# Hilfe bei einer Java-Aufgabe



## ToHo-Girl (26. Jul 2006)

Kennt hier jemand oder ist jemand bereit einem Zweier-Team bei einer Java-Aufgabe zu helfen?
Wir haben schon die GUI-Klassen und die Fachkonzept-Klassen (wobei hier noch Fehler angezeigt werden).
Uns fehlt eine Speicher-Klasse und Methoden, die beim Ausführen der Buttons, bestimmte Befehle ausführen. 
Wir zwei bekommen es seit Tagen einfach nicht gebacken. Bitte meldet euch.

Danke schon im Voraus.
ngohoa@web.de


----------



## foobar (26. Jul 2006)

Wo genau liegt denn das Problem? Fliegen Exceptions? Funktioniert etwas nicht so wie es soll? 
Beschreib das Problem doch mal etwas genauer, dann können wir dir  bestimmt helfen.


----------



## ToHo-Girl (26. Jul 2006)

Wir haben es mit netBeans gemacht.
Wir haben es so gedacht wir:
zuerst kommt ein Fenster zum Einloggen, wenn der Benutzer Matrikelnummer und Passwort (sein Nachnamen) eingegeben hat kommt das KlausurAnmeldungsFenster, wo er sich dann für die Klausuren anmelden kann.

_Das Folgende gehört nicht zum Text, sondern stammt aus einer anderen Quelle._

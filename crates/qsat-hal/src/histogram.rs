//! Text histograms of measurement counts.

use std::fmt;

use serde::{Deserialize, Serialize};

use crate::result::Counts;

/// Row order of a histogram.
#[derive(Debug, Clone, Copy, PartialEq, Eq, Default, Serialize, Deserialize)]
#[serde(rename_all = "lowercase")]
pub enum HistogramOrder {
    /// Ascending bitstring, like the x axis of a bar chart.
    #[default]
    Bitstring,
    /// Descending count, ties by ascending bitstring.
    Count,
}

/// One bar.
#[derive(Debug, Clone, PartialEq, Serialize)]
pub struct HistogramRow {
    /// The outcome.
    pub bitstring: String,
    /// Its count.
    pub count: u64,
    /// Its share of all shots.
    pub probability: f64,
    /// Bar length in characters.
    pub bar_len: usize,
    /// Whether the outcome was flagged, e.g. as a satisfying assignment.
    pub marked: bool,
}

/// A bar chart of counts.
#[derive(Debug, Clone)]
pub struct Histogram {
    rows: Vec<HistogramRow>,
    hidden: usize,
    total: u64,
}

impl Histogram {
    /// Default bar width in characters.
    pub const DEFAULT_WIDTH: usize = 40;

    /// Build from counts. Bars are scaled so the largest count spans `width`
    /// characters; `max_rows` keeps only the first rows in `order`.
    #[allow(
        clippy::cast_precision_loss,
        clippy::cast_possible_truncation,
        clippy::cast_sign_loss
    )]
    pub fn new(counts: &Counts, order: HistogramOrder, max_rows: Option<usize>, width: usize) -> Self {
        let total = counts.total_shots();
        let max = counts.iter().map(|(_, c)| c).max().unwrap_or(0);
        let entries = match order {
            HistogramOrder::Bitstring => counts.iter().collect::<Vec<_>>(),
            HistogramOrder::Count => counts.sorted(),
        };
        let keep = max_rows.unwrap_or(entries.len()).min(entries.len());
        let rows = entries[..keep]
            .iter()
            .map(|&(bits, count)| {
                let bar_len = if max == 0 {
                    0
                } else {
                    ((count as f64 / max as f64) * width as f64).round() as usize
                };
                HistogramRow {
                    bitstring: bits.to_string(),
                    count,
                    probability: if total == 0 {
                        0.0
                    } else {
                        count as f64 / total as f64
                    },
                    bar_len: if count > 0 { bar_len.max(1) } else { 0 },
                    marked: false,
                }
            })
            .collect();
        Self {
            rows,
            hidden: entries.len() - keep,
            total,
        }
    }

    /// All outcomes in bitstring order at the default width.
    pub fn from_counts(counts: &Counts) -> Self {
        Self::new(counts, HistogramOrder::Bitstring, None, Self::DEFAULT_WIDTH)
    }

    /// Flag rows whose bitstring satisfies `predicate`.
    pub fn mark_with(mut self, mut predicate: impl FnMut(&str) -> bool) -> Self {
        for row in &mut self.rows {
            row.marked = predicate(&row.bitstring);
        }
        self
    }

    /// Visible rows.
    pub fn rows(&self) -> &[HistogramRow] {
        &self.rows
    }

    /// Outcomes cut off by `max_rows`.
    pub fn hidden(&self) -> usize {
        self.hidden
    }

    /// Total shots behind the chart.
    pub fn total(&self) -> u64 {
        self.total
    }
}

impl fmt::Display for Histogram {
    fn fmt(&self, f: &mut fmt::Formatter<'_>) -> fmt::Result {
        let count_width = self
            .rows
            .iter()
            .map(|r| r.count.to_string().len())
            .max()
            .unwrap_or(1);
        for row in &self.rows {
            write!(
                f,
                "{}: {:>count_width$} ({:>5.1}%) {}",
                row.bitstring,
                row.count,
                row.probability * 100.0,
                "█".repeat(row.bar_len)
            )?;
            if row.marked {
                write!(f, " ✓")?;
            }
            writeln!(f)?;
        }
        if self.hidden > 0 {
            writeln!(f, "... {} more outcomes", self.hidden)?;
        }
        Ok(())
    }
}

#[cfg(test)]
mod tests {
    use super::*;

    fn sample() -> Counts {
        [("00", 10), ("01", 40), ("10", 20), ("11", 30)]
            .into_iter()
            .collect()
    }

    #[test]
    fn test_bars_scale_to_largest() {
        let hist = Histogram::new(&sample(), HistogramOrder::Bitstring, None, 20);
        let lens: Vec<_> = hist.rows().iter().map(|r| r.bar_len).collect();
        assert_eq!(lens, vec![5, 20, 10, 15]);
        assert_eq!(hist.total(), 100);
    }

    #[test]
    fn test_count_order_and_truncation() {
        let hist = Histogram::new(&sample(), HistogramOrder::Count, Some(2), 10);
        let bits: Vec<_> = hist.rows().iter().map(|r| r.bitstring.as_str()).collect();
        assert_eq!(bits, vec!["01", "11"]);
        assert_eq!(hist.hidden(), 2);
        assert!(hist.to_string().ends_with("... 2 more outcomes\n"));
    }

    #[test]
    fn test_small_counts_still_visible() {
        let counts: Counts = [("0", 1000), ("1", 1)].into_iter().collect();
        let hist = Histogram::from_counts(&counts);
        assert_eq!(hist.rows()[1].bar_len, 1);
    }

    #[test]
    fn test_display_and_marks() {
        let hist = Histogram::new(&sample(), HistogramOrder::Bitstring, None, 4)
            .mark_with(|b| b == "11");
        let text = hist.to_string();
        let lines: Vec<_> = text.lines().collect();
        assert_eq!(lines[0], "00: 10 ( 10.0%) █");
        assert_eq!(lines[3], "11: 30 ( 30.0%) ███ ✓");
    }

    #[test]
    fn test_empty_counts() {
        let hist = Histogram::from_counts(&Counts::new());
        assert!(hist.rows().is_empty());
        assert_eq!(hist.to_string(), "");
    }
}
//! OpenQASM 3 text output.

use std::fmt::Write as _;

use crate::circuit::Circuit;
use crate::gate::StandardGate;
use crate::instruction::{Instruction, InstructionKind};
use crate::qubit::{ClbitId, QubitId};

/// Emit a circuit as OpenQASM 3 source.
///
/// Qubits are declared as one register `q`, classical bits as `c`.
/// Multi-controlled gates use the `ctrl(k) @` modifier, and a non-zero
/// global phase is written as a `gphase` statement.
pub fn emit(circuit: &Circuit) -> String {
    let mut emitter = Emitter::default();
    emitter.emit_circuit(circuit);
    emitter.output
}

#[derive(Default)]
struct Emitter {
    output: String,
}

impl Emitter {
    fn emit_circuit(&mut self, circuit: &Circuit) {
        self.writeln("OPENQASM 3.0;");
        self.writeln("include \"stdgates.inc\";");
        self.writeln("");

        let num_qubits = circuit.num_qubits();
        if num_qubits > 0 {
            self.writeln(&format!("qubit[{num_qubits}] q;"));
        }
        let num_clbits = circuit.num_clbits();
        if num_clbits > 0 {
            self.writeln(&format!("bit[{num_clbits}] c;"));
        }
        if num_qubits > 0 || num_clbits > 0 {
            self.writeln("");
        }

        if circuit.global_phase() != 0.0 {
            self.writeln(&format!("gphase({});", circuit.global_phase()));
        }
        for instruction in circuit.instructions() {
            self.emit_instruction(instruction);
        }
    }

    fn emit_instruction(&mut self, instruction: &Instruction) {
        let qubits = emit_qubits(&instruction.qubits);
        match &instruction.kind {
            InstructionKind::Gate(gate) => {
                let head = gate_head(gate);
                self.writeln(&format!("{head} {qubits};"));
            }
            InstructionKind::Measure => {
                for (q, c) in instruction.qubits.iter().zip(&instruction.clbits) {
                    self.writeln(&format!("{} = measure {};", clbit(*c), qubit(*q)));
                }
            }
            InstructionKind::Barrier => {
                if qubits.is_empty() {
                    self.writeln("barrier;");
                } else {
                    self.writeln(&format!("barrier {qubits};"));
                }
            }
        }
    }

    fn writeln(&mut self, line: &str) {
        let _ = writeln!(self.output, "{line}");
    }
}

fn gate_head(gate: &StandardGate) -> String {
    match gate {
        StandardGate::P(theta) => format!("p({theta})"),
        StandardGate::CP(theta) => format!("cp({theta})"),
        StandardGate::MCX { num_controls } => format!("ctrl({num_controls}) @ x"),
        StandardGate::MCZ { num_qubits } => format!("ctrl({}) @ z", num_qubits - 1),
        other => other.name().to_string(),
    }
}

fn qubit(q: QubitId) -> String {
    format!("q[{}]", q.0)
}

fn clbit(c: ClbitId) -> String {
    format!("c[{}]", c.0)
}

fn emit_qubits(qubits: &[QubitId]) -> String {
    qubits
        .iter()
        .map(|q| qubit(*q))
        .collect::<Vec<_>>()
        .join(", ")
}
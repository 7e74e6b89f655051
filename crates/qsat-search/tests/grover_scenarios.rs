//! End-to-end searches on the seeded statevector simulator.

use qsat_adapter_sim::SimulatorBackend;
use qsat_hal::HalError;
use qsat_logic::Template;
use qsat_search::{
    AmplificationProblem, Grover, PhaseOracle, SearchError, Synthesis, success_probability,
};

const PARTY: &str = "((Olivia & Abe) | (Jin & Amira)) & ~(Abe & Amira)";
const PARTY_SOLUTIONS: [&str; 4] = ["1100", "1110", "0011", "1011"];

const THREE_SAT: &str = "\
c example DIMACS-CNF 3-SAT
p cnf 3 5
-1 -2 -3 0
1 -2 3 0
1 2 -3 0
1 -2 -3 0
-1 2 3 0
";

fn problem(expr: &str) -> AmplificationProblem {
    AmplificationProblem::from_oracle(&PhaseOracle::from_expression(expr).unwrap())
}

#[tokio::test]
async fn test_party_finds_solution_in_one_round() {
    let backend = SimulatorBackend::new().with_seed(7);
    let result = Grover::default()
        .with_seed(7)
        .amplify(&backend, &problem(PARTY))
        .await
        .unwrap();

    assert_eq!(result.iterations, vec![1]);
    assert!(result.oracle_evaluation);
    let found = result.solution().unwrap();
    assert!(PARTY_SOLUTIONS.contains(&found));

    // One application rotates all amplitude onto the four solutions.
    let counts = result.final_counts().unwrap();
    assert_eq!(counts.total_shots(), 1024);
    for (bits, _) in counts.iter() {
        assert!(PARTY_SOLUTIONS.contains(&bits), "unexpected outcome {bits}");
    }
}

#[tokio::test]
async fn test_single_solution_with_optimal_power() {
    let backend = SimulatorBackend::new().with_seed(11);
    let result = Grover::default()
        .with_optimal(1)
        .with_shots(2000)
        .amplify(&backend, &problem("(w ^ x) & ~(y ^ z) & (x & y & z)"))
        .await
        .unwrap();

    assert_eq!(result.iterations, vec![3]);
    assert_eq!(result.solution(), Some("0111"));
    assert_eq!(result.assignment, Some(0b1110));
    let expected = success_probability(1, 4, 3);
    assert!((result.max_probability - expected).abs() < 0.05);
}

#[tokio::test]
async fn test_single_solution_with_growth_schedule() {
    let backend = SimulatorBackend::new().with_seed(3);
    let result = Grover::default()
        .with_seed(3)
        .amplify(&backend, &problem("(w ^ x) & ~(y ^ z) & (x & y & z)"))
        .await
        .unwrap();

    assert!(result.oracle_evaluation);
    assert_eq!(result.top_measurement.as_deref(), Some("0111"));
    assert_eq!(result.rounds(), result.iterations.len());
}

#[tokio::test]
async fn test_dimacs_problem() {
    let oracle = PhaseOracle::from_dimacs(THREE_SAT).unwrap();
    assert_eq!(oracle.truth_table().satisfying_bitstrings(), ["000", "110", "101"]);

    let backend = SimulatorBackend::new().with_seed(5);
    let result = Grover::default()
        .with_optimal(3)
        .amplify(&backend, &AmplificationProblem::from_oracle(&oracle))
        .await
        .unwrap();

    assert_eq!(result.iterations, vec![1]);
    assert!(result.oracle_evaluation);
    assert!(["000", "110", "101"].contains(&result.solution().unwrap()));
}

#[tokio::test]
async fn test_template_problem() {
    let template = Template::new("{a} & {b} & ~{c}").unwrap();
    let expr = template
        .render_pairs(&[("a", "x"), ("b", "y"), ("c", "z")])
        .unwrap();
    let oracle = PhaseOracle::from_expression(&expr).unwrap();
    assert_eq!(oracle.variables(), ["x", "y", "z"]);

    let backend = SimulatorBackend::new().with_seed(13);
    let result = Grover::default()
        .with_optimal(1)
        .amplify(&backend, &AmplificationProblem::from_oracle(&oracle))
        .await
        .unwrap();

    assert_eq!(result.iterations, vec![2]);
    assert_eq!(result.solution(), Some("110"));
}

#[tokio::test]
async fn test_minterm_and_anf_agree() {
    for synthesis in [Synthesis::Anf, Synthesis::Minterm] {
        let expr = qsat_logic::parse("(w ^ x) & ~(y ^ z) & (x & y & z)").unwrap();
        let oracle = PhaseOracle::with_synthesis(expr, synthesis).unwrap();
        let backend = SimulatorBackend::new().with_seed(21);
        let result = Grover::default()
            .with_optimal(1)
            .amplify(&backend, &AmplificationProblem::from_oracle(&oracle))
            .await
            .unwrap();
        assert_eq!(result.solution(), Some("0111"), "{synthesis} oracle");
    }
}

#[tokio::test]
async fn test_unsatisfiable_exhausts_schedule() {
    let backend = SimulatorBackend::new().with_seed(1);
    let result = Grover::default()
        .with_seed(1)
        .amplify(&backend, &problem("a & ~a & b"))
        .await
        .unwrap();

    // ⌈2^(2/2)⌉ = 2 caps the growth powers 1, 1, 1, 2, 2, 2.
    assert_eq!(result.iterations, vec![1, 1, 1, 2, 2, 2]);
    assert!(!result.oracle_evaluation);
    assert!(result.solution().is_none());
    assert!(result.top_measurement.is_some());
}

#[tokio::test]
async fn test_sampled_powers_are_reproducible() {
    let run = || async {
        let backend = SimulatorBackend::new().with_seed(42);
        Grover::default()
            .with_iterations(vec![3, 3, 3, 3])
            .with_sample_from_iterations(true)
            .with_seed(42)
            .amplify(&backend, &problem(PARTY))
            .await
            .unwrap()
    };
    let first = run().await;
    let second = run().await;

    assert_eq!(first, second);
    assert!(first.applied_powers.iter().all(|&p| p < 3));
    assert_eq!(first.iterations.len(), first.applied_powers.len());
}

#[tokio::test]
async fn test_backend_errors_propagate() {
    let backend = SimulatorBackend::new();
    let zero_shots = Grover::default()
        .with_shots(0)
        .amplify(&backend, &problem("a & b"))
        .await;
    assert!(matches!(
        zero_shots,
        Err(SearchError::Backend(HalError::InvalidShots(_)))
    ));

    let narrow = SimulatorBackend::with_max_qubits(2);
    let too_wide = Grover::default()
        .amplify(&narrow, &problem("a & b & c"))
        .await;
    assert!(matches!(too_wide, Err(SearchError::Backend(_))));
}

#[tokio::test]
async fn test_invalid_schedule_rejected_before_running() {
    let backend = SimulatorBackend::new();
    let result = Grover::default()
        .with_growth_rate(0.5)
        .amplify(&backend, &problem("a"))
        .await;
    assert!(matches!(result, Err(SearchError::InvalidGrowthRate(_))));
}

#[tokio::test]
async fn test_result_serializes() {
    let backend = SimulatorBackend::new().with_seed(2);
    let result = Grover::default()
        .with_optimal(4)
        .amplify(&backend, &problem(PARTY))
        .await
        .unwrap();
    let json = serde_json::to_value(&result).unwrap();
    assert_eq!(json["iterations"], serde_json::json!([1]));
    assert_eq!(json["oracle_evaluation"], serde_json::json!(true));
    assert!(json["circuit_results"][0].is_object());
}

Für die Buttons fehlen Methoden, die genau das machen sollen. wir wissen einfach nicht wo, die methoden in der GUI hingeschrieben werden. und wie wir die Methode deklarieren sollen.

Sobald der Benutzer beim Einloggen auf OK drückt, soll in der Datenbank geprüft werden, ob Matrikelnummer und Nachname stimmt. und dann soll das Klausur-Anmelde-Fenster kommen.

Aber darf ich dir die Klassen per eMail oder über msn schicken?


----------



## foobar (26. Jul 2006)

> Aber darf ich dir die Klassen per eMail oder über msn schicken?


Och wir machen das hier im Forum Stück für Stück, damit alle etwas davon haben.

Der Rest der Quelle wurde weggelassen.